Fix thread safety issue and add cache to EmptySegmentPruner by Jackie-Jiang · Pull Request #7828 · apache/pinot

Jackie-Jiang · 2021-11-25T00:17:34Z

Currently EmptySegmentPruner might have race condition where _emptySegments can be modified and accessed at the same time. Fix it by using a concurrent set for _emptySegments.
Also add cache to the pruner so that no need to recalculate the result given the same input segments.

richardstartin · 2021-11-25T00:36:58Z

Why not use a Sets.newConcurrentHashSet() rather than copy on write?
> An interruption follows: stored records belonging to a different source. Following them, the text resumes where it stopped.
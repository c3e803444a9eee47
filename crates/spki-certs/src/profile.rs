//! The subject profile of a certificate: its distinguished name and the
//! subject alternative names (SANs) it is issued for.
use std::net::{IpAddr, Ipv4Addr, Ipv6Addr};

use bon::Builder;
use const_oid::ObjectIdentifier;
use snafu::{ResultExt, Snafu, ensure};
use x509_cert::{
    attr::AttributeTypeAndValue,
    der::{
        Any, Tag, Tagged,
        asn1::{Ia5String, PrintableStringRef, SetOfVec, Utf8StringRef},
    },
    ext::pkix::{SubjectAltName, name::GeneralName},
    name::{Name, RdnSequence, RelativeDistinguishedName},
};

use crate::ErrorKind;

/// countryName (C)
pub const COUNTRY_NAME: ObjectIdentifier = ObjectIdentifier::new_unwrap("2.5.4.6");
/// stateOrProvinceName (ST)
pub const STATE_OR_PROVINCE_NAME: ObjectIdentifier = ObjectIdentifier::new_unwrap("2.5.4.8");
/// localityName (L)
pub const LOCALITY_NAME: ObjectIdentifier = ObjectIdentifier::new_unwrap("2.5.4.7");
/// organizationName (O)
pub const ORGANIZATION_NAME: ObjectIdentifier = ObjectIdentifier::new_unwrap("2.5.4.10");
/// organizationalUnitName (OU)
pub const ORGANIZATIONAL_UNIT_NAME: ObjectIdentifier = ObjectIdentifier::new_unwrap("2.5.4.11");
/// commonName (CN)
pub const COMMON_NAME: ObjectIdentifier = ObjectIdentifier::new_unwrap("2.5.4.3");

pub type Result<T, E = Error> = std::result::Result<T, E>;

#[derive(Debug, Snafu)]
pub enum Error {
    #[snafu(display("the common name (CN) must not be empty"))]
    EmptyCommonName,

    #[snafu(display("failed to encode {attribute} {value:?} as a subject attribute"))]
    EncodeAttribute {
        source: x509_cert::der::Error,
        attribute: &'static str,
        value: String,
    },

    #[snafu(display("failed to parse subject alternative name {name:?} as a Ia5 string"))]
    ParseSubjectAlternativeName {
        source: x509_cert::der::Error,
        name: String,
    },
}

impl Error {
    pub fn kind(&self) -> ErrorKind {
        ErrorKind::UnsupportedParameter
    }
}

/// A subject distinguished name plus the subject alternative names requested
/// for a certificate.
///
/// Only the common name is required. The profile is immutable once built.
///
/// ```
/// use spki_certs::profile::Profile;
///
/// let profile = Profile::builder()
///     .common_name("example.com")
///     .organization("Example Organization")
///     .dns_names(vec!["example.com".to_owned(), "www.example.com".to_owned()])
///     .build();
///
/// assert_eq!(profile.subject_string(), "/O=Example Organization/CN=example.com");
/// ```
#[derive(Builder, Clone, Debug, Default, PartialEq, Eq)]
pub struct Profile {
    #[builder(into)]
    common_name: String,

    #[builder(into)]
    country: Option<String>,

    #[builder(into)]
    province: Option<String>,

    #[builder(into)]
    locality: Option<String>,

    #[builder(into)]
    organization: Option<String>,

    #[builder(into)]
    organizational_unit: Option<String>,

    #[builder(default)]
    dns_names: Vec<String>,

    #[builder(default)]
    ip_addresses: Vec<IpAddr>,

    #[builder(default)]
    email_addresses: Vec<String>,

    #[builder(default)]
    uris: Vec<String>,
}

impl Profile {
    pub fn common_name(&self) -> &str {
        &self.common_name
    }

    pub fn country(&self) -> Option<&str> {
        self.country.as_deref()
    }

    pub fn province(&self) -> Option<&str> {
        self.province.as_deref()
    }

    pub fn locality(&self) -> Option<&str> {
        self.locality.as_deref()
    }

    pub fn organization(&self) -> Option<&str> {
        self.organization.as_deref()
    }

    pub fn organizational_unit(&self) -> Option<&str> {
        self.organizational_unit.as_deref()
    }

    pub fn dns_names(&self) -> &[String] {
        &self.dns_names
    }

    pub fn ip_addresses(&self) -> &[IpAddr] {
        &self.ip_addresses
    }

    pub fn email_addresses(&self) -> &[String] {
        &self.email_addresses
    }

    pub fn uris(&self) -> &[String] {
        &self.uris
    }

    /// Builds the X.509 subject name in the order C, ST, L, O, OU, CN.
    ///
    /// The country is encoded as PrintableString, all other attributes as
    /// UTF8String.
    pub fn subject(&self) -> Result<Name> {
        ensure!(!self.common_name.trim().is_empty(), EmptyCommonNameSnafu);

        let mut rdns = Vec::new();
        if let Some(country) = &self.country {
            let value = PrintableStringRef::new(country)
                .and_then(|value| Any::encode_from(&value))
                .context(EncodeAttributeSnafu {
                    attribute: "country",
                    value: country,
                })?;
            rdns.push(relative_distinguished_name(COUNTRY_NAME, value, "country", country)?);
        }

        let text_attributes = [
            (STATE_OR_PROVINCE_NAME, "province", &self.province),
            (LOCALITY_NAME, "locality", &self.locality),
            (ORGANIZATION_NAME, "organization", &self.organization),
            (ORGANIZATIONAL_UNIT_NAME, "organizational unit", &self.organizational_unit),
        ];
        for (oid, attribute, value) in text_attributes {
            if let Some(value) = value {
                rdns.push(utf8_rdn(oid, attribute, value)?);
            }
        }
        rdns.push(utf8_rdn(COMMON_NAME, "common name", &self.common_name)?);

        Ok(RdnSequence(rdns))
    }

    /// Renders the subject like `/C=DE/L=Berlin/ST=Berlin/O=Org/OU=Unit/CN=name`,
    /// leaving out attributes which are not set.
    pub fn subject_string(&self) -> String {
        let fields = [
            ("/C=", self.country.as_deref()),
            ("/L=", self.locality.as_deref()),
            ("/ST=", self.province.as_deref()),
            ("/O=", self.organization.as_deref()),
            ("/OU=", self.organizational_unit.as_deref()),
            ("/CN=", Some(self.common_name.as_str())),
        ];

        fields
            .into_iter()
            .filter_map(|(prefix, value)| value.map(|value| format!("{prefix}{value}")))
            .collect()
    }

    /// Returns `true` if no subject alternative name is requested.
    pub fn has_no_alternative_names(&self) -> bool {
        self.dns_names.is_empty()
            && self.ip_addresses.is_empty()
            && self.email_addresses.is_empty()
            && self.uris.is_empty()
    }

    /// Builds the SubjectAltName extension containing DNS names, IP
    /// addresses, email addresses and URIs (in this order).
    ///
    /// Returns [`None`] if the profile doesn't request any alternative name.
    pub fn subject_alt_name(&self) -> Result<Option<SubjectAltName>> {
        if self.has_no_alternative_names() {
            return Ok(None);
        }

        let dns_names = self
            .dns_names
            .iter()
            .map(|name| ia5(name).map(GeneralName::DnsName));
        let ip_addresses = self
            .ip_addresses
            .iter()
            .copied()
            .map(GeneralName::from)
            .map(Result::Ok);
        let email_addresses = self
            .email_addresses
            .iter()
            .map(|email| ia5(email).map(GeneralName::Rfc822Name));
        let uris = self
            .uris
            .iter()
            .map(|uri| ia5(uri).map(GeneralName::UniformResourceIdentifier));

        let names = dns_names
            .chain(ip_addresses)
            .chain(email_addresses)
            .chain(uris)
            .collect::<Result<Vec<_>>>()?;

        Ok(Some(SubjectAltName(names)))
    }

    /// Reconstructs a profile from a subject name and an optional
    /// SubjectAltName extension, for example taken from a signing request.
    ///
    /// Attributes which are not part of the profile are ignored. Repeated
    /// attributes keep the last value.
    pub fn from_name(subject: &Name, subject_alt_name: Option<&SubjectAltName>) -> Self {
        let mut profile = Self::default();

        for atv in subject.0.iter().flat_map(|rdn| rdn.0.iter()) {
            let Some(value) = attribute_text(&atv.value) else {
                continue;
            };

            match atv.oid {
                COUNTRY_NAME => profile.country = Some(value),
                STATE_OR_PROVINCE_NAME => profile.province = Some(value),
                LOCALITY_NAME => profile.locality = Some(value),
                ORGANIZATION_NAME => profile.organization = Some(value),
                ORGANIZATIONAL_UNIT_NAME => profile.organizational_unit = Some(value),
                COMMON_NAME => profile.common_name = value,
                _ => {}
            }
        }

        for name in subject_alt_name.iter().flat_map(|san| san.0.iter()) {
            match name {
                GeneralName::DnsName(dns_name) => profile.dns_names.push(dns_name.to_string()),
                GeneralName::Rfc822Name(email) => profile.email_addresses.push(email.to_string()),
                GeneralName::UniformResourceIdentifier(uri) => profile.uris.push(uri.to_string()),
                GeneralName::IpAddress(ip) => {
                    if let Some(ip) = bytes_to_ip_addr(ip.as_bytes()) {
                        profile.ip_addresses.push(ip);
                    }
                }
                _ => {}
            }
        }

        profile
    }
}

fn ia5(name: &str) -> Result<Ia5String> {
    Ia5String::new(name).context(ParseSubjectAlternativeNameSnafu { name })
}

fn utf8_rdn(
    oid: ObjectIdentifier,
    attribute: &'static str,
    value: &str,
) -> Result<RelativeDistinguishedName> {
    let encoded = Utf8StringRef::new(value)
        .and_then(|utf8| Any::encode_from(&utf8))
        .context(EncodeAttributeSnafu { attribute, value })?;

    relative_distinguished_name(oid, encoded, attribute, value)
}

fn relative_distinguished_name(
    oid: ObjectIdentifier,
    value: Any,
    attribute: &'static str,
    text: &str,
) -> Result<RelativeDistinguishedName> {
    let atv = AttributeTypeAndValue { oid, value };
    let set = SetOfVec::try_from(vec![atv]).context(EncodeAttributeSnafu {
        attribute,
        value: text,
    })?;

    Ok(RelativeDistinguishedName(set))
}

fn attribute_text(value: &Any) -> Option<String> {
    match value.tag() {
        Tag::Utf8String => value.decode_as::<String>().ok(),
        Tag::PrintableString => value
            .decode_as::<PrintableStringRef<'_>>()
            .ok()
            .map(|value| value.to_string()),
        Tag::Ia5String => value
            .decode_as::<Ia5String>()
            .ok()
            .map(|value| value.to_string()),
        _ => None,
    }
}

pub(crate) fn bytes_to_ip_addr(bytes: &[u8]) -> Option<IpAddr> {
    if let Ok(octets) = <[u8; 4]>::try_from(bytes) {
        return Some(IpAddr::V4(Ipv4Addr::from(octets)));
    }

    <[u8; 16]>::try_from(bytes)
        .ok()
        .map(|octets| IpAddr::V6(Ipv6Addr::from(octets)))
}
//! Structured logging for the spki binaries, see [`Tracing`].
pub mod tracing;

pub use tracing::{TelemetryOptions, Tracing};
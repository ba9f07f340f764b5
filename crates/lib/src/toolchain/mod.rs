//! Toolchain capability interface.
//!
//! The build core never invokes compilers directly. Every pipeline stage goes
//! through a [`Toolchain`], which may run arbitrary external processes. The
//! crate ships [`shell::ShellToolchain`], driven by command templates from the
//! project manifest.

pub mod shell;

use std::io;
use std::path::{Path, PathBuf};
use std::sync::Arc;

use thiserror::Error;

use crate::unit::Unit;

pub use shell::{ShellToolchain, ShellToolchainConfig};

/// Errors reported by toolchain invocations.
#[derive(Debug, Clone, Error)]
pub enum ToolchainError {
  /// An external command exited unsuccessfully.
  #[error("command `{cmd}` failed with exit code {code:?}: {stderr}")]
  CmdFailed {
    cmd: String,
    code: Option<i32>,
    stderr: String,
  },

  /// The toolchain has no way to perform this stage.
  #[error("no {stage} command configured")]
  Unsupported { stage: &'static str },

  #[error("io error: {0}")]
  Io(Arc<io::Error>),

  #[error("{0}")]
  Other(String),
}

impl From<io::Error> for ToolchainError {
  fn from(err: io::Error) -> Self {
    ToolchainError::Io(Arc::new(err))
  }
}

/// Files produced by interop preprocessing.
///
/// Returned at plan time so later pipeline stages know what they will consume;
/// the files themselves only exist after [`Toolchain::run_interop`] ran.
#[derive(Debug, Clone, Default, PartialEq, Eq)]
pub struct InteropOutputs {
  /// Generated sources, compiled together with the unit's plain sources.
  pub sources: Vec<PathBuf>,
  /// Generated objects, packed into the unit's archive.
  pub objects: Vec<PathBuf>,
}

/// Compile, assemble, archive and link operations over a unit.
///
/// Implementations must be safe to invoke concurrently for distinct units.
pub trait Toolchain: Send + Sync {
  /// Compile `sources` into the unit's primary object file.
  fn compile(&self, unit: &Unit, sources: &[PathBuf]) -> Result<(), ToolchainError>;

  /// Assemble `source` into `object`.
  fn assemble(&self, unit: &Unit, object: &Path, source: &Path) -> Result<(), ToolchainError>;

  /// Pack `objects` into the unit's archive. The primary object file comes first.
  fn archive(&self, unit: &Unit, objects: &[PathBuf]) -> Result<(), ToolchainError>;

  /// Link the unit into its final binary.
  fn link(&self, unit: &Unit) -> Result<(), ToolchainError>;

  /// Plan interop preprocessing: name the sources and objects it will generate.
  fn preprocess_interop(&self, unit: &Unit) -> Result<InteropOutputs, ToolchainError>;

  /// Run interop preprocessing, producing the files named by `outputs`.
  fn run_interop(&self, unit: &Unit, outputs: &InteropOutputs) -> Result<(), ToolchainError>;
}
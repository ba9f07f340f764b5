//! Per-unit compile pipeline.
//!
//! Builds the straight chain of actions that turns one unit into its terminal
//! action:
//!
//! ```text
//! interop? -> compile -> asm* -> archive? -> install? -> link? (+ completion report)
//! ```

use std::path::PathBuf;
use std::sync::Arc;

use tracing::debug;

use super::BuildContext;
use crate::action::{ActionGraph, ActionId, Step, ToolStep};
use crate::error::BuildError;
use crate::unit::Unit;

/// Add the pipeline for `unit` to `graph` and return its terminal action.
///
/// `deps` are the terminal actions of the unit's dependencies; the compile
/// stage waits for all of them.
///
/// # Errors
///
/// - `ToolchainStepFailed` if interop planning fails.
/// - `NoSourceFiles` if nothing is left to compile after interop planning.
pub fn build_pipeline(
  graph: &mut ActionGraph,
  ctx: &BuildContext,
  unit: &Arc<Unit>,
  mut deps: Vec<ActionId>,
) -> Result<ActionId, BuildError> {
  let path = &unit.import_path;
  let tool = ToolStep::new(unit.clone(), ctx.toolchain().clone(), ctx.statistics().clone());

  let mut sources: Vec<PathBuf> = unit.sources.iter().map(|name| unit.file_path(name)).collect();
  // objects packed after the primary object, in order
  let mut extra_objects: Vec<PathBuf> = Vec::new();

  // step 1. interop preprocessing
  if !unit.interop_sources.is_empty() {
    let name = format!("interop: {}", path);
    let outputs = ctx
      .toolchain()
      .preprocess_interop(unit)
      .map_err(|source| BuildError::ToolchainStepFailed {
        action: name.clone(),
        source,
      })?;

    sources.extend(outputs.sources.iter().cloned());
    extra_objects.extend(outputs.objects.iter().cloned());

    let interop = graph.add_action(
      name,
      Step::Interop {
        tool: tool.clone(),
        outputs,
      },
      &[],
    );
    deps.push(interop);
  }

  if sources.is_empty() {
    return Err(BuildError::NoSourceFiles { unit: path.clone() });
  }

  // step 2. compile
  let compile = graph.add_action(
    format!("compile: {}", path),
    Step::Compile {
      tool: tool.clone(),
      sources,
    },
    &deps,
  );

  // step 3. assemble; each depends on compile, which may generate headers
  let mut assemble = Vec::with_capacity(unit.asm_files.len());
  for sfile in &unit.asm_files {
    let object = ctx.layout.asm_object(unit, sfile);
    let id = graph.add_action(
      format!("asm: {}/{}", path, sfile),
      Step::Assemble {
        tool: tool.clone(),
        object: object.clone(),
        source: unit.file_path(sfile),
      },
      &[compile],
    );
    assemble.push(id);
    extra_objects.push(object);
  }

  // step 4. precompiled objects
  extra_objects.extend(unit.objects.iter().map(|name| unit.file_path(name)));

  let mut build = compile;

  if !extra_objects.is_empty() {
    let mut objects = Vec::with_capacity(extra_objects.len() + 1);
    objects.push(ctx.layout.object_file(unit));
    objects.extend(extra_objects);

    let mut archive_deps = vec![compile];
    archive_deps.extend(assemble);

    build = graph.add_action(
      format!("archive: {}", path),
      Step::Archive {
        tool: tool.clone(),
        objects,
      },
      &archive_deps,
    );
  }

  if unit.install && !unit.test_scope {
    build = graph.add_action(
      format!("install: {}", path),
      Step::Install {
        unit: path.clone(),
        from: ctx.layout.object_file(unit),
        to: ctx.layout.install_path(unit),
        copier: ctx.copier().clone(),
      },
      &[build],
    );
  }

  if unit.executable {
    build = graph.add_action(format!("link: {}", path), Step::Link { tool }, &[build]);
  }

  if !unit.test_scope {
    let progress = ctx.progress().clone();
    graph.map_step(build, |step| step.reporting(path.clone(), progress));
  }

  debug!(unit = %path, terminal = %graph.name(build), "planned pipeline");
  Ok(build)
}
//! Manifest file types.

use std::io;
use std::path::PathBuf;

use serde::{Deserialize, Serialize};
use thiserror::Error;

use crate::config::BuildConfig;
use crate::toolchain::ShellToolchainConfig;

/// Errors that can occur while loading a manifest.
#[derive(Debug, Error)]
pub enum ManifestError {
  #[error("failed to read {}: {source}", .path.display())]
  Read {
    path: PathBuf,
    #[source]
    source: io::Error,
  },

  #[error("failed to parse {}: {source}", .path.display())]
  Parse {
    path: PathBuf,
    #[source]
    source: toml::de::Error,
  },

  #[error("cannot resolve project directory {}: {source}", .path.display())]
  Root {
    path: PathBuf,
    #[source]
    source: io::Error,
  },

  #[error("unit {0} is defined more than once")]
  DuplicateUnit(String),

  #[error("unit {unit} imports unknown unit {import}")]
  UnknownImport { unit: String, import: String },

  #[error("import cycle through unit {0}")]
  ImportCycle(String),
}

/// One `[[unit]]` entry.
#[derive(Debug, Clone, Default, PartialEq, Eq, Serialize, Deserialize)]
#[serde(default, deny_unknown_fields)]
pub struct UnitDef {
  /// Import identity.
  pub path: String,
  /// Source directory relative to the manifest. Defaults to `path`.
  pub dir: Option<PathBuf>,
  pub sources: Vec<String>,
  pub interop_sources: Vec<String>,
  pub asm_files: Vec<String>,
  pub objects: Vec<String>,
  /// Import identities of other units in the same manifest.
  pub imports: Vec<String>,
  pub executable: bool,
  /// Build as a test binary.
  pub test: bool,
  pub install: bool,
  pub race: bool,
  pub up_to_date: bool,
}

/// The contents of a `kiln.toml` file.
#[derive(Debug, Clone, Default, PartialEq, Serialize, Deserialize)]
#[serde(default, deny_unknown_fields)]
pub struct Manifest {
  pub build: BuildConfig,
  pub toolchain: ShellToolchainConfig,
  #[serde(rename = "unit")]
  pub units: Vec<UnitDef>,
}
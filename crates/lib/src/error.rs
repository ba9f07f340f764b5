//! Error types for graph construction and execution.

use std::io;
use std::path::PathBuf;
use std::sync::Arc;

use thiserror::Error;

use crate::toolchain::ToolchainError;
use crate::unit::ResolveError;

/// Errors that can occur while building or executing an action graph.
///
/// The type is `Clone` because the outcome of a shared action is observed by
/// every dependent waiting on it.
#[derive(Debug, Clone, Error)]
pub enum BuildError {
  /// Graph construction was called without any units.
  #[error("no units supplied")]
  NoUnitsSupplied,

  /// A unit reached the compile stage with nothing to compile.
  #[error("compile {unit}: no source files supplied")]
  NoSourceFiles { unit: String },

  /// An explicit or implicit dependency could not be resolved to a unit.
  #[error("{unit}: cannot resolve dependency {dependency}: {source}")]
  DependencyResolutionFailed {
    unit: String,
    dependency: String,
    #[source]
    source: ResolveError,
  },

  /// A compile/assemble/archive/link/interop invocation failed.
  #[error("{action}: {source}")]
  ToolchainStepFailed {
    action: String,
    #[source]
    source: ToolchainError,
  },

  /// Copying a compiled artifact to its install path failed.
  #[error("install {unit}: copy {} -> {}: {source}", .from.display(), .to.display())]
  InstallCopyFailed {
    unit: String,
    from: PathBuf,
    to: PathBuf,
    #[source]
    source: Arc<io::Error>,
  },

  /// A caller-supplied step reported a failure.
  #[error("{action}: {message}")]
  StepFailed { action: String, message: String },

  /// A caller-built action graph contains a cycle.
  #[error("dependency cycle detected at {0}")]
  CycleDetected(String),

  /// The scheduler broke one of its own invariants (e.g. a step panicked).
  #[error("internal error: {0}")]
  Internal(String),
}

impl BuildError {
  /// Convenience constructor for [`BuildError::StepFailed`].
  pub fn step(action: impl Into<String>, message: impl Into<String>) -> Self {
    BuildError::StepFailed {
      action: action.into(),
      message: message.into(),
    }
  }
}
That would simplify this a lot.

codecov-commenter · 2021-11-25T00:47:33Z

Codecov Report

Merging #7828 (0b26ea9) into master (1e25962) will decrease coverage by 0.02%.
The diff coverage is 84.37%.

@@             Coverage Diff              @@
##             master    #7828      +/-   ##
============================================
- Coverage     71.67%   71.64%   -0.03%     
  Complexity     4089     4089              
============================================
  Files          1579     1579              
  Lines         80843    80851       +8     
  Branches      12010    12017       +7     
============================================
- Hits          57944    57929      -15     
- Misses        18995    19018      +23     
  Partials       3904     3904

Flag	Coverage Δ
integration1	`29.29% <31.25%> (-0.17%)`	⬇️
integration2	`27.92% <31.25%> (-0.12%)`	⬇️
unittests1	`68.66% <ø> (+<0.01%)`	⬆️
unittests2	`14.62% <84.37%> (-0.05%)`	⬇️

Flags with carried forward coverage won't be shown. Click here to find out more.

Impacted Files	Coverage Δ
...oker/routing/segmentpruner/EmptySegmentPruner.java	`91.37% <84.37%> (-8.63%)`	⬇️
...data/manager/realtime/SegmentCommitterFactory.java	`64.70% <0.00%> (-29.42%)`	⬇️
...er/api/resources/LLCSegmentCompletionHandlers.java	`53.46% <0.00%> (-8.92%)`	⬇️
...altime/ServerSegmentCompletionProtocolHandler.java	`49.52% <0.00%> (-8.58%)`	⬇️
...e/data/manager/realtime/SplitSegmentCommitter.java	`53.84% <0.00%> (-7.70%)`	⬇️
...nction/DistinctCountBitmapAggregationFunction.java	`47.66% <0.00%> (-7.26%)`	⬇️
.../pinot/core/query/scheduler/PriorityScheduler.java	`80.82% <0.00%> (-2.74%)`	⬇️
...ot/common/protocols/SegmentCompletionProtocol.java	`93.80% <0.00%> (-1.91%)`	⬇️
...r/validation/RealtimeSegmentValidationManager.java	`74.28% <0.00%> (-1.43%)`	⬇️
...a/org/apache/pinot/core/common/DataBlockCache.java	`96.21% <0.00%> (-0.76%)`	⬇️
... and 21 more

Continue to review full report at Codecov.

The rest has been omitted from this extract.